Task objective: Set down, please, without alteration, the lines of the entries below from the first through the one containing "valid display color.".

Raw data:
▼

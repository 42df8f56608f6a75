use std::fmt;

use crate::math::{Point3, Vector3};

use super::StructurePolygon;

/// RGB display color of a structure.
#[derive(Debug, Clone, Copy, PartialEq, Eq, Hash)]
pub struct Color {
    red: u8,
    green: u8,
    blue: u8,
}

impl Color {
    /// Color used when a structure carries no valid display color.
    pub const RED: Color = Color::new(255, 0, 0);

    #[must_use]
    pub const fn new(red: u8, green: u8, blue: u8) -> Self {
        Self { red, green, blue }
    }

    /// Builds a color from decimal components, clamped to `[0, 255]`.
    ///
    /// Returns `None` unless exactly three components are given.
    #[must_use]
    pub fn from_components(components: &[f64]) -> Option<Self> {
        match components {
            [r, g, b] => Some(Self::new(clamp_component(*r), clamp_component(*g), clamp_component(*b))),
            _ => None,
        }
    }

    #[must_use]
    pub fn red(&self) -> u8 {
        self.red
    }

    #[must_use]
    pub fn green(&self) -> u8 {
        self.green
    }

    #[must_use]
    pub fn blue(&self) -> u8 {
        self.blue
    }
}

#[allow(clippy::cast_possible_truncation, clippy::cast_sign_loss)]
fn clamp_component(value: f64) -> u8 {
    if value.is_nan() || value < 0.0 {
        0
    } else if value >= 255.0 {
        255
    } else {
        value as u8
    }
}

impl fmt::Display for Color {
    fn fmt(&self, f: &mut fmt::Formatter<'_>) -> fmt::Result {
        write!(f, "{},{},{}", self.red, self.green, self.blue)
    }
}

/// A named region of interest made of planar polygons.
#[derive(Debug, Clone)]
pub struct Structure {
    name: String,
    interpretation: String,
    color: Color,
    polygons: Vec<StructurePolygon>,
}

impl Structure {
    #[must_use]
    pub fn new(name: impl Into<String>, interpretation: impl Into<String>, color: Color) -> Self {
        Self {
            name: name.into(),
            interpretation: interpretation.into(),
            color,
            polygons: Vec::new(),
        }
    }

    #[must_use]
    pub fn name(&self) -> &str {
        &self.name
    }

    #[must_use]
    pub fn interpretation(&self) -> &str {
        &self.interpretation
    }

    #[must_use]
    pub fn color(&self) -> Color {
        self.color
    }

    #[must_use]
    pub fn polygons(&self) -> &[StructurePolygon] {
        &self.polygons
    }

    pub(crate) fn polygons_mut(&mut self) -> &mut [StructurePolygon] {
        &mut self.polygons
    }

    pub fn add_polygon(&mut self, polygon: StructurePolygon) {
        self.polygons.push(polygon);
    }

    /// Mean of the first point of every polygon.
    ///
    /// Polygons without points count in the denominator but add nothing.
    /// Returns the world origin for a structure without polygons.
    #[must_use]
    #[allow(clippy::cast_precision_loss)]
    pub fn center(&self) -> Point3 {
        if self.polygons.is_empty() {
            return Point3::origin();
        }

        let n = self.polygons.len() as f64;
        let sum = self
            .polygons
            .iter()
            .filter_map(|polygon| polygon.points().first())
            .fold(Vector3::zeros(), |acc, point| acc + point.coords);
        Point3::from(sum / n)
    }
}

▲

Result below:
repository 42df8f56608f6a75
use std::fmt;

use crate::math::{Point3, Vector3};

use super::StructurePolygon;

/// RGB display color of a structure.
#[derive(Debug, Clone, Copy, PartialEq, Eq, Hash)]
pub struct Color {
    red: u8,
    green: u8,
    blue: u8,
}

impl Color {
    /// Color used when a structure carries no valid display color.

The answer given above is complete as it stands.